Adam reclaimed the please behave look and I instantly mumbled an apology. I should have known better. Adam is an in-it-for-the-long-haul kind of guy—probably why he puts up with me—and he wouldn’t have turned up today if he wasn’t going to go through with the whole thing. I was just nervous. What was taking all this time? Was Nicholas even at home?

The discreet man, who must have been a butler of some sort, reappeared and waited patiently while Izzi finished her call and slid her phone into her handbag. I’d half-heard the end of it and gathered she’d been chivvying her girlfriends along, telling them to prise their tiny backsides out of bed and get down here pronto.

‘Your brother is ready for you in the drawing room,’ Mr Discreet said in a silky voice, then disappeared again.

I was tempted to shudder. If I ever got to be a significant part of Nicholas’s life, I wasn’t sure how I’d cope with him. He seemed to vanish in and out of thin air, and, frankly, manners that good are just plain creepy.

Izzi started off up the marble staircase and nodded for us to follow. With each step my head grew lighter and lighter. By the time I reached the top I was verging on dizzy. It was all so elegant, so refined and understated. And in comparison I felt I had all the subtlety and grace of a kids’ cartoon. I suddenly wished I’d tried harder to eradicate the Cockney edge in my accent. I’d given up too quickly, frustrated that when I tried to emulate Izzi’s effortless drawl I always ended up sounding like a parody of Celia Johnson in Brief Encounter.

I decided then that being cool, aloof and businesslike—namely, keeping my mouth shut unless absolutely necessary—would probably be in my best interests. Men like a woman who’s mysterious, don’t they? And this approach would give me another fortnight to work on those vowels of mine before the murder-mystery weekend. I’d dazzle Nicholas with my witty banter then.

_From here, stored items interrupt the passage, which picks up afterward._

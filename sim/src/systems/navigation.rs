//! Navigation systems - replanning, agent movement and run outcome.
//!
//! These run after the obstacle systems in every tick:
//!
//! 1. `replan_system` - plan a new path when the held one is stale
//! 2. `agent_step_system` - move the agent one cell along its path
//! 3. `outcome_system` - detect collision or arrival
//!
//! Collision is checked against the map rebuilt *after* this tick's obstacle
//! advance. With `ReplanPolicy::WhenStale` a path cell that was free when the
//! path was planned may be occupied by the time the agent steps onto it.

use crate::components::*;
use crate::config::{ReplanPolicy, SimConfig};
use crate::grid::GameMap;
use crate::planner::{PathPlanner, PlanOutcome, PlanStats, PlannerObserver, TracingObserver};
use bevy_ecs::prelude::*;
use bevy_ecs::system::SystemParam;

/// Observer handed to every search the simulation runs.
#[derive(Resource)]
pub struct PlannerTrace(pub Box<dyn PlannerObserver + Send + Sync>);

impl Default for PlannerTrace {
    fn default() -> Self {
        Self(Box::new(TracingObserver))
    }
}

/// What happened during the current tick.
#[derive(Resource, Debug, Clone, Copy, Default)]
pub struct TickLog {
    pub replanned: bool,
    pub plan_failed: bool,
    pub moved: bool,
    pub last_plan: Option<PlanStats>,
}

/// Whether the agent must search again before moving.
///
/// A path is stale when none is held, when it is used up, or when its last
/// cell is not the goal.
pub fn needs_replan(policy: ReplanPolicy, agent: &AgentState, goal: Cell, map: &GameMap) -> bool {
    let stale = match agent.path.as_ref() {
        None => true,
        Some(path) => path.back() != Some(&goal),
    };
    match policy {
        ReplanPolicy::WhenStale => stale,
        ReplanPolicy::WhenBlocked => {
            stale
                || agent
                    .path
                    .as_ref()
                    .is_some_and(|path| path.iter().any(|cell| map.is_blocked(*cell)))
        }
        ReplanPolicy::EveryTick => true,
    }
}

/// Read-only inputs of a replan.
#[derive(SystemParam)]
pub struct PlanInputs<'w> {
    config: Res<'w, SimConfig>,
    map: Res<'w, GameMap>,
    goal: Res<'w, Goal>,
    tick: Res<'w, SimTick>,
}

/// System that replaces a stale path with a fresh search from the agent's
/// current cell.
pub fn replan_system(
    inputs: PlanInputs,
    mut agent: ResMut<AgentState>,
    mut status: ResMut<RunStatus>,
    mut trace: ResMut<PlannerTrace>,
    mut log: ResMut<TickLog>,
) {
    let PlanInputs { config, map, goal, tick } = inputs;
    *log = TickLog::default();
    if !needs_replan(config.replan, &agent, goal.0, &map) {
        return;
    }

    let planner = PathPlanner::new(config.planner());
    let result = planner.plan_observed(&map, agent.cell, goal.0, trace.0.as_mut());
    log.replanned = true;
    log.last_plan = Some(result.stats);

    match result.outcome {
        PlanOutcome::Found(path) => {
            tracing::debug!(
                tick = tick.0,
                from = %agent.cell.label(),
                len = path.len(),
                expanded = result.stats.expanded,
                "replanned"
            );
            agent.path = Some(path.into());
            agent.replans += 1;
            agent.consecutive_failures = 0;
            if matches!(*status, RunStatus::Stalled { .. }) {
                *status = RunStatus::Running;
            }
        }
        PlanOutcome::NoPath => {
            agent.path = None;
            agent.consecutive_failures += 1;
            log.plan_failed = true;
            let failures = agent.consecutive_failures;
            tracing::warn!(tick = tick.0, from = %agent.cell.label(), failures, "no path to goal");

            *status = match config.max_replan_failures {
                Some(budget) if failures > budget => RunStatus::Unreachable,
                _ => RunStatus::Stalled { failures },
            };
        }
    }
}

/// System that pops the head of the path as the agent's new cell.
pub fn agent_step_system(mut agent: ResMut<AgentState>, mut log: ResMut<TickLog>) {
    if let Some(next) = agent.path.as_mut().and_then(|path| path.pop_front()) {
        agent.cell = next;
        agent.steps += 1;
        log.moved = true;
    }
}

/// System that ends the run on collision or arrival.
pub fn outcome_system(
    map: Res<GameMap>,
    goal: Res<Goal>,
    tick: Res<SimTick>,
    agent: Res<AgentState>,
    mut status: ResMut<RunStatus>,
) {
    if map.is_blocked(agent.cell) {
        tracing::info!(tick = tick.0, cell = %agent.cell.label(), "agent destroyed");
        *status = RunStatus::Destroyed;
    } else if agent.cell == goal.0 {
        tracing::info!(tick = tick.0, cell = %agent.cell.label(), steps = agent.steps, "goal reached");
        *status = RunStatus::GoalReached;
    }
}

Izzi led us into a large drawing room with tall, almost floor-to-ceiling sash windows, and elegant yet somehow minimalist furnishings in neutral tones. I held my breath and hovered by the doorway, overcome by uncharacteristic shyness. Nicholas was there, gazing out of the window on the right and looking all lean, sexy and slightly irritated, in dark grey trousers and a shirt unbuttoned at the neck. Even in casual attire he oozed class.

I knew at that moment that if I had a future with Nicholas I would never again have to fear the spectre of the velour jogging bottoms. Not only would I not have to worry about being old and lonely and sad, but I’d become all I’d been training myself to be for all these years. I wouldn’t be dressing up any more. I’d rightfully inhabit a world of glamour and elegance, sliding into it with the ease of Cinderella trying on that glass slipper. I’d finally be able to look myself in the mirror without having to blink a few times to erase my mother’s eyes.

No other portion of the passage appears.